IMF raises Chinese yuan's weighting in SDR currency basket
Updated 21:32, 15-May-2022
Signage outside the International Monetary Fund (IMF) headquarters in Washington, D.C., U.S., April 19, 2022. /CFP

Signage outside the International Monetary Fund (IMF) headquarters in Washington, D.C., U.S., April 19, 2022. /CFP

The International Monetary Fund (IMF) has raised the weighting of the Chinese yuan, also known as the renminbi, in the Special Drawing Right (SDR) currency basket, according to a press release on Saturday.

In its latest SDR valuation review completed on Wednesday, the organization raised the yuan's weighting to 12.28 percent from 10.92 percent and the U.S. dollar's weighting from 41.73 percent to 43.38 percent. The other three currencies in the basket, the euro, Japanese yen and British pound, had their weightings reduced.

The SDR is an international reserve asset to supplement the official reserves of the IMF member countries. The update retained the yuan's weighting in the third place in the SDR basket following the U.S. dollar and British pound. 

"Directors broadly acknowledged the progress made on financial market reforms in China, while calling for additional efforts to further open and deepen the onshore renminbi market," the statement read.

The increase in the weight of the renminbi reflects China's growing market share in goods and service exports and also shows China's position and resilience in the global supply chain under the impacts of the pandemic, said Guan Tao, global chief economist of Bank of China Securities, China Central Television reported on Sunday.

It is also a positive result of China's efforts in financial reform and opening up, and promoting the internationalization of the renminbi, he said, noting the renminbi has been the fifth-largest reserve currency and the eighth-largest foreign exchange transaction currency in the world.

The increase in the weight of the renminbi in SDR will help China promote reform and opening up in the financial sector, facilitate overseas investors' investment in China and further enhance policy and data transparency, Guan said. 

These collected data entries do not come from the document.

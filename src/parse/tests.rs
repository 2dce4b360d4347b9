// Parse module tests.

use super::*;

fn urls(links: &[ExtractedLink]) -> Vec<&str> {
    links.iter().map(|l| l.url.as_str()).collect()
}

#[test]
fn test_extract_links_excludes_asset_domain() {
    let html = r#"<html><body>
        <a href="https://assetdomain.com/page">Home</a>
        <a href="https://blog.assetdomain.com/post">Blog</a>
        <a href="https://www.assetdomain.com/">Root</a>
        <a href="https://tracker.example.com/go?btag=1">Bonus</a>
    </body></html>"#;
    let links = extract_links(html, "assetdomain.com");
    assert_eq!(urls(&links), vec!["https://tracker.example.com/go?btag=1"]);
    assert_eq!(links[0].domain, "tracker.example.com");
    assert_eq!(links[0].anchor, "Bonus");
}

#[test]
fn test_extract_links_keeps_lookalike_domains() {
    // Only the domain itself or a dot-suffixed subdomain counts as the asset.
    let html = r#"<html><body>
        <a href="https://assetdomain.com/page">Home</a>
        <a href="https://partner-assetdomain.com/page">Partner</a>
        <a href="https://tracker.example.com/go?btag=1">Bonus</a>
    </body></html>"#;
    let links = extract_links(html, "assetdomain.com");
    assert_eq!(
        urls(&links),
        vec![
            "https://partner-assetdomain.com/page",
            "https://tracker.example.com/go?btag=1"
        ]
    );
}

#[test]
fn test_extract_links_skips_non_navigational_hrefs() {
    let html = r##"<html><body>
        <a href="mailto:team@site.com">Mail</a>
        <a href="javascript:void(0)">JS</a>
        <a href="#top">Top</a>
        <a href="/reviews/acme">Relative</a>
        <a href="reviews/acme">Relative too</a>
        <a href="tel:+123">Call</a>
        <a>No href</a>
    </body></html>"##;
    assert!(extract_links(html, "site.com").is_empty());
}

#[test]
fn test_extract_links_resolves_protocol_relative() {
    let html = r#"<a href="//cdn.partner.com/offer?ref=2">Offer</a>"#;
    let links = extract_links(html, "site.com");
    assert_eq!(urls(&links), vec!["https://cdn.partner.com/offer?ref=2"]);
    assert_eq!(links[0].domain, "cdn.partner.com");
}

#[test]
fn test_extract_links_drops_malformed_hrefs() {
    let html = r#"
        <a href="https://exa mple.com/x">Broken</a>
        <a href="http://">Empty host</a>
        <a href="https://ok.partner.com/go">Fine</a>
    "#;
    let links = extract_links(html, "site.com");
    assert_eq!(urls(&links), vec!["https://ok.partner.com/go"]);
}

#[test]
fn test_extract_links_dedupes_keeping_first_anchor() {
    let html = r#"
        <a href="https://aff.acme.com/go?btag=5">Play</a>
        <a href="https://other.com/">Other</a>
        <a href="https://aff.acme.com/go?btag=5">Play again</a>
    "#;
    let links = extract_links(html, "site.com");
    assert_eq!(
        urls(&links),
        vec!["https://aff.acme.com/go?btag=5", "https://other.com/"]
    );
    assert_eq!(links[0].anchor, "Play");
}

#[test]
fn test_extract_links_strips_nested_markup_from_anchor() {
    let html = r#"<a href="https://aff.acme.com/go">
        <img src="logo.png"><span>Claim</span>   <b>100%</b>
        bonus
    </a>"#;
    let links = extract_links(html, "site.com");
    assert_eq!(links.len(), 1);
    assert_eq!(links[0].anchor, "Claim 100% bonus");
}

#[test]
fn test_extract_links_uppercase_scheme_is_accepted() {
    let html = r#"<a href="HTTPS://Partner.com/Go">Go</a>"#;
    let links = extract_links(html, "site.com");
    assert_eq!(links.len(), 1);
    assert_eq!(links[0].domain, "partner.com");
}

#[test]
fn test_is_likely_affiliate_link_fixtures() {
    assert!(is_likely_affiliate_link("https://track.brandx.com/go?btag=123"));
    assert!(!is_likely_affiliate_link("https://assetdomain.com/about"));
}

#[test]
fn test_affiliate_heuristics_each_trigger() {
    let cases = [
        ("https://click.casino.com/landing", "tracking subdomain"),
        ("https://AFF.acme.com/", "tracking subdomain"),
        ("https://partners.book.io/x", "tracking subdomain"),
        ("https://acme.com/landing?btag=a_1", "btag parameter"),
        ("https://acme.com/landing?x=1&clickid=abc", "click id parameter"),
        ("https://acme.com/?utm_source=site", "utm parameter"),
        ("https://acme.com/?ref=9", "ref parameter"),
        ("https://acme.com/signup?pid=42", "pid parameter"),
        ("https://acme.com/offer", "offer path"),
        ("https://acme.com/en/promo/welcome", "offer path"),
        ("https://acme.com/Affiliate?x", "offer path"),
    ];
    for (url, expected) in cases {
        assert_eq!(affiliate_signal(url), Some(expected), "url: {url}");
    }
}

#[test]
fn test_affiliate_heuristics_order_prefers_subdomain() {
    // Matches both the subdomain and the btag heuristic; the first one listed wins.
    assert_eq!(
        affiliate_signal("https://track.brandx.com/go?btag=123"),
        Some("tracking subdomain")
    );
}

#[test]
fn test_affiliate_heuristics_ignore_plain_links() {
    for url in [
        "https://example.com/",
        "https://news.example.com/article/offering-details",
        "https://example.com/?q=search",
        "https://example.com/preference?theme=dark",
        "https://goodreads.com/book",
    ] {
        assert!(!is_likely_affiliate_link(url), "url: {url}");
    }
}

IMF directors concurred that neither the COVID-19 pandemic nor advances in fintech have had any major impact on the relative role of currencies in the SDR basket so far. They called for continuous monitoring of implications for the SDR valuation framework from fintech and other developments, including potential economic and financial fragmentation and high inflation.

Taking place about a year later than scheduled, as the Fund prioritized work related to the COVID-19 epidemic, the review on a five-year basis is the first since the yuan joined the currency basket in 2016.

According to the IMF, the change will come into effect on August 1 and the next review is set for 2027.

Addressing the SDR valuation review on Sunday, China's central bank said the country will continue to promote financial market reform and opening up.